**Dataset content:**

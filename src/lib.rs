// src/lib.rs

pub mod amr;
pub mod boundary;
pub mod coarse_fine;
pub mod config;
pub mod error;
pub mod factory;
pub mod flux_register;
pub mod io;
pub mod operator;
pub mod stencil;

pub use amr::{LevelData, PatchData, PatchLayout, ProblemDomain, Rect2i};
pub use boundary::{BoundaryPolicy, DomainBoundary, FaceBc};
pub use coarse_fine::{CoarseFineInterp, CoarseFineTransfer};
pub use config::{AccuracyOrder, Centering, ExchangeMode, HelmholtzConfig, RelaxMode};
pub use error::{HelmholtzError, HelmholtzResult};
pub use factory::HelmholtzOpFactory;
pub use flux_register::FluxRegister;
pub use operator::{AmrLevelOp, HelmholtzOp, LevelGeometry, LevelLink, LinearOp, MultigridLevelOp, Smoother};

**Task statement:** Leaving every word in place, output the whole listing above.

**Response to this task:**
filename src/lib.rs
// src/lib.rs

pub mod amr;
pub mod boundary;
pub mod coarse_fine;
pub mod config;
pub mod error;
pub mod factory;
pub mod flux_register;
pub mod io;
pub mod operator;
pub mod stencil;

pub use amr::{LevelData, PatchData, PatchLayout, ProblemDomain, Rect2i};
pub use boundary::{BoundaryPolicy, DomainBoundary, FaceBc};
pub use coarse_fine::{CoarseFineInterp, CoarseFineTransfer};
pub use config::{AccuracyOrder, Centering, ExchangeMode, HelmholtzConfig, RelaxMode};
pub use error::{HelmholtzError, HelmholtzResult};
pub use factory::HelmholtzOpFactory;
pub use flux_register::FluxRegister;
pub use operator::{AmrLevelOp, HelmholtzOp, LevelGeometry, LevelLink, LinearOp, MultigridLevelOp, Smoother};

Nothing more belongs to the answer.